== Assigned task ==
From the data, copy out every line in which the word "kcal" appears.

== Supplied data ==
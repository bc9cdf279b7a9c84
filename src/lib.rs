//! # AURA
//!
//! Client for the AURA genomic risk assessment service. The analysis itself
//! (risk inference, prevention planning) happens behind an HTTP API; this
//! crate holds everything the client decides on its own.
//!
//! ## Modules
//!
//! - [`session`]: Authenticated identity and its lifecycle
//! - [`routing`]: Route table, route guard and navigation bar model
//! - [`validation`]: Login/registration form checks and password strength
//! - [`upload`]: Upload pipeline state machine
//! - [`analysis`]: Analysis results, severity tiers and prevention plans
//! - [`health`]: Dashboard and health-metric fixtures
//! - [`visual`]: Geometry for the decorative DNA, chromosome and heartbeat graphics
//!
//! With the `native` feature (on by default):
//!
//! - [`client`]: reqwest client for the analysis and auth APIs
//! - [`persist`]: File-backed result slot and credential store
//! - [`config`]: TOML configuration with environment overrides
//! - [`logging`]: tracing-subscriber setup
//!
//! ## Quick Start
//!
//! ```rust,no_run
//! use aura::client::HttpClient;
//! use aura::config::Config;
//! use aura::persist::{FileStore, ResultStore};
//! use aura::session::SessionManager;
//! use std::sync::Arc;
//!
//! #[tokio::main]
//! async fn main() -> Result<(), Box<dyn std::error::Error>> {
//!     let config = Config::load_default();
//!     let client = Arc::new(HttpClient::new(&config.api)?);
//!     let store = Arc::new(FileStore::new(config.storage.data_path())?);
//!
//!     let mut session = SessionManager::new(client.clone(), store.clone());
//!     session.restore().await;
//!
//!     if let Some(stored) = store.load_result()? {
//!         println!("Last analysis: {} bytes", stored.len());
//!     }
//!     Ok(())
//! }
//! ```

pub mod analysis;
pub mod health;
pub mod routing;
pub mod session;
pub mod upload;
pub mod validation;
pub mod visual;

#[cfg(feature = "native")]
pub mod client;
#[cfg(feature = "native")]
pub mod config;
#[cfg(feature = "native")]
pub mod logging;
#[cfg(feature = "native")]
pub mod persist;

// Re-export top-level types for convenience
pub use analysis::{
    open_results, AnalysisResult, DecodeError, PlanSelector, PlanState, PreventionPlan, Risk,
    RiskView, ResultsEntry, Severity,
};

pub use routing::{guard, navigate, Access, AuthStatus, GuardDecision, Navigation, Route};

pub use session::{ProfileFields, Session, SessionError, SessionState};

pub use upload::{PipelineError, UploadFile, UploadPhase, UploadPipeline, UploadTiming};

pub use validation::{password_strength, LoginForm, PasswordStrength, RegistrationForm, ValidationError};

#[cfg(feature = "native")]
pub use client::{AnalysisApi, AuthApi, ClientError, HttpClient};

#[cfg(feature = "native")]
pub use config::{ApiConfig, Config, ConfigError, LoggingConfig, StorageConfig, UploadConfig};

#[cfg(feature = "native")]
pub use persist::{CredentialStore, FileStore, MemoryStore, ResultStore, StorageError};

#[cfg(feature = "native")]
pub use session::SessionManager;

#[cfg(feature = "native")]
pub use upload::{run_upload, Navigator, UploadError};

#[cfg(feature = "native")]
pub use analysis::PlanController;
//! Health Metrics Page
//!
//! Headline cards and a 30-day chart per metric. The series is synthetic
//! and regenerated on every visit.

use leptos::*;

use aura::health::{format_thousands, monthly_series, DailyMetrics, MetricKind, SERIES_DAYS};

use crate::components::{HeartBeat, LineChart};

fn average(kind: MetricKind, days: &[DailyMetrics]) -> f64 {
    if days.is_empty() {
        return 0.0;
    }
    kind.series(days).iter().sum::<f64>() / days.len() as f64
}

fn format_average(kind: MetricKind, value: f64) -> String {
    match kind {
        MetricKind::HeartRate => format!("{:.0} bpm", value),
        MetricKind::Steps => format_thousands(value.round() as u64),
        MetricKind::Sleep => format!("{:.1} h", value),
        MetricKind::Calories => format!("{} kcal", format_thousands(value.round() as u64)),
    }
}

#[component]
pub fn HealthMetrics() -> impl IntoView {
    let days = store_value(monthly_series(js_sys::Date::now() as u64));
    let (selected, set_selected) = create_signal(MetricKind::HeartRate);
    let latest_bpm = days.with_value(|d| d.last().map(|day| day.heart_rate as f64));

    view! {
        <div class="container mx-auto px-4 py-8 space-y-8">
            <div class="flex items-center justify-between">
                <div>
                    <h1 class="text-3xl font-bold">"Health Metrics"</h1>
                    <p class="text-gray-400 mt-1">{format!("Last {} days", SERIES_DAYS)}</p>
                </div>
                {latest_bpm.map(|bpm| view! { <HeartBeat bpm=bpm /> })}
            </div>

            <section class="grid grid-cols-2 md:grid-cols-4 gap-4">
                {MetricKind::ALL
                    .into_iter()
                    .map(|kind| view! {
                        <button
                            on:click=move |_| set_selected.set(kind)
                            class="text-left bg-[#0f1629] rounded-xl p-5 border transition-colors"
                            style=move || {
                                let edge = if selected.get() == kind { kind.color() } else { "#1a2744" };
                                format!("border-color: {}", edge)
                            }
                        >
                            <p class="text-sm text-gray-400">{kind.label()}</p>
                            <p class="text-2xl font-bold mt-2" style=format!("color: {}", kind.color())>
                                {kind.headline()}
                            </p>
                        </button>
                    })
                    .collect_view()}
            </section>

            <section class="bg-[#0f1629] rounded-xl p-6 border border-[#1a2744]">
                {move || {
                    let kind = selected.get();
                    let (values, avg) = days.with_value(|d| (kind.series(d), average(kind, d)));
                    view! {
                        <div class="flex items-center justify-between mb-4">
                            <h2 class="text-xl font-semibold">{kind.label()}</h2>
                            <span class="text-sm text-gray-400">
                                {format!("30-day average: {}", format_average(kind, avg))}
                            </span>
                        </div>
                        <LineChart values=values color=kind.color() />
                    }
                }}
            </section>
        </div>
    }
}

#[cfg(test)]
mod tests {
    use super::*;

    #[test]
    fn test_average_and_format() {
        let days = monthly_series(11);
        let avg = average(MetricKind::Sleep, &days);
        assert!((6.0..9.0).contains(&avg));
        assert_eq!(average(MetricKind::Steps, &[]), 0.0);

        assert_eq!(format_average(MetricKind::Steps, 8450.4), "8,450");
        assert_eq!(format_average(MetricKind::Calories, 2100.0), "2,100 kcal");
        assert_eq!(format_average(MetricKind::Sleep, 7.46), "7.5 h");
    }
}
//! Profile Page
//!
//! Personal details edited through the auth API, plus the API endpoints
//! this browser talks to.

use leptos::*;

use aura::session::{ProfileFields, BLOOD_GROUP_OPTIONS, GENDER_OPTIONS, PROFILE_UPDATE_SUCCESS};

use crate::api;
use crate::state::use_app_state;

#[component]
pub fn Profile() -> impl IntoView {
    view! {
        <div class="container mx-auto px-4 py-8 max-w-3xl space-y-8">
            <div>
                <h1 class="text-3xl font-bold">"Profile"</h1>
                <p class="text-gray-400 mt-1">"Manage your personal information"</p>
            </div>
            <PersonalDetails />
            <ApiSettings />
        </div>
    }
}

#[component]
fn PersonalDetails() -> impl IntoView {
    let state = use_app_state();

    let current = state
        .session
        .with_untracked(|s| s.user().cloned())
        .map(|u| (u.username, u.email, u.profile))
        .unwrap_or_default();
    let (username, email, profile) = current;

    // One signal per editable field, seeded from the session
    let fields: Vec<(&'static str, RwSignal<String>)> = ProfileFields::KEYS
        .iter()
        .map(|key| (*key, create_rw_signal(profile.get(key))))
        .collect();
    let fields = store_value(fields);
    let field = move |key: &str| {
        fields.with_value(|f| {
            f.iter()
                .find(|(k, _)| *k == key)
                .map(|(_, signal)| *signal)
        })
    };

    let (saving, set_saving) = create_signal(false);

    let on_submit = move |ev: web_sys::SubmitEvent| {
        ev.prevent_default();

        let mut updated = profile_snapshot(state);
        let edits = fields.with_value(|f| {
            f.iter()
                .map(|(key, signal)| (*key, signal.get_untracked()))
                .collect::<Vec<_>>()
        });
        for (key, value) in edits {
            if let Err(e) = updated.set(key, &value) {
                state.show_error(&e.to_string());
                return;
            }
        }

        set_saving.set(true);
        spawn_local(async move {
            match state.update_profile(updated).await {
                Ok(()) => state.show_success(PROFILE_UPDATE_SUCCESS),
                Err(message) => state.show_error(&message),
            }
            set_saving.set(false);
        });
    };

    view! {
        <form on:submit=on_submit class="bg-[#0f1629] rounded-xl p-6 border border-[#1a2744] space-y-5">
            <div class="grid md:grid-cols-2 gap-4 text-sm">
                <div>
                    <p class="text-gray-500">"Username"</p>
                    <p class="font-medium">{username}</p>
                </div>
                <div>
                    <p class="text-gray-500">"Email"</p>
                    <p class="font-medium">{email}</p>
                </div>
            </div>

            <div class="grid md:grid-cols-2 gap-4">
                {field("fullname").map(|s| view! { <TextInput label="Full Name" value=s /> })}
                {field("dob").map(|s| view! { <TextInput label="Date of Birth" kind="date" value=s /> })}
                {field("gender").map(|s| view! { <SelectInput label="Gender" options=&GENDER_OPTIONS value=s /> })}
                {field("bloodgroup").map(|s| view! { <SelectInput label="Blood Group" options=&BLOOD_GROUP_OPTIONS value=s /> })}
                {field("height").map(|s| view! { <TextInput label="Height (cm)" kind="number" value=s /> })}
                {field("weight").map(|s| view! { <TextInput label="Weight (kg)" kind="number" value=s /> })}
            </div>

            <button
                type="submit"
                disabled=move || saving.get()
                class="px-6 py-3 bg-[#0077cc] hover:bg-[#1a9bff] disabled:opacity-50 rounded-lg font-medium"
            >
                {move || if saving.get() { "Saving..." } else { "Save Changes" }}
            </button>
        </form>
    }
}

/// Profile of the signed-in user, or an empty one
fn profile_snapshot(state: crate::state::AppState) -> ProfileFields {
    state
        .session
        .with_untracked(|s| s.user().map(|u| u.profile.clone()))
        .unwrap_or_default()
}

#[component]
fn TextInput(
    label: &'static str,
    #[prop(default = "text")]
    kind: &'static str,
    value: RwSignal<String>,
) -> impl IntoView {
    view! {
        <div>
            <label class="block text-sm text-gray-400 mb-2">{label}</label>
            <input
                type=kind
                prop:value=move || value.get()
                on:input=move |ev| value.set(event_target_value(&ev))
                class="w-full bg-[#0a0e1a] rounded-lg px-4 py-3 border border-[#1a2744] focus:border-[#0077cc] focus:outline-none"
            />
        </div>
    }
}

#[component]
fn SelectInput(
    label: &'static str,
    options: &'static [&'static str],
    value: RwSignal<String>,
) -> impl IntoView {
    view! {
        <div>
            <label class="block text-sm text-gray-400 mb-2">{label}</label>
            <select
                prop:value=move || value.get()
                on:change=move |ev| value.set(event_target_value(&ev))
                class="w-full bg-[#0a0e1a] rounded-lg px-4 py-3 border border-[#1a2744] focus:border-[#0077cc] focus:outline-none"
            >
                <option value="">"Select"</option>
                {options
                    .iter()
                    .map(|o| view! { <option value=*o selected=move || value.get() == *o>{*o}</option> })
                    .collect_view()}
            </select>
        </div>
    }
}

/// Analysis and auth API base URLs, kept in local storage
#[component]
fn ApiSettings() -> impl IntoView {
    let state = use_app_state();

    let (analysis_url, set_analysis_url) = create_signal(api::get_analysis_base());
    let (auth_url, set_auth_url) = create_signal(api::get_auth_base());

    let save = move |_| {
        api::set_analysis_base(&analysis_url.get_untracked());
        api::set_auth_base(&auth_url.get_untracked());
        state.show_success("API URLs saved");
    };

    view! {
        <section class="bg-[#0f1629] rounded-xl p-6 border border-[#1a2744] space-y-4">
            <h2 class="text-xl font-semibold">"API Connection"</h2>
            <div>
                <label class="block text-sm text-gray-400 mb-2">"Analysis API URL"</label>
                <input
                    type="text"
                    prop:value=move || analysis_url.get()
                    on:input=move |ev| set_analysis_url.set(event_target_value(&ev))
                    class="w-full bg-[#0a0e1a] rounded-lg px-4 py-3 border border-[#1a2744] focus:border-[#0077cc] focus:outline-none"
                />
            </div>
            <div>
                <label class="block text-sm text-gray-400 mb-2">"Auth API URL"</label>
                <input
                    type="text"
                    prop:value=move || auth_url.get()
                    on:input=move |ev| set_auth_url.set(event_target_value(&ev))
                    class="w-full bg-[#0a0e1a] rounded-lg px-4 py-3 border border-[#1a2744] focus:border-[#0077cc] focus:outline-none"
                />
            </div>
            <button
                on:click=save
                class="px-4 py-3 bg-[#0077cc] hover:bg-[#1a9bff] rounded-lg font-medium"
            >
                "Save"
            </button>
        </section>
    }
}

== Result for this exercise ==
        MetricKind::Calories => format!("{} kcal", format_thousands(value.round() as u64)),
        assert_eq!(format_average(MetricKind::Calories, 2100.0), "2,100 kcal");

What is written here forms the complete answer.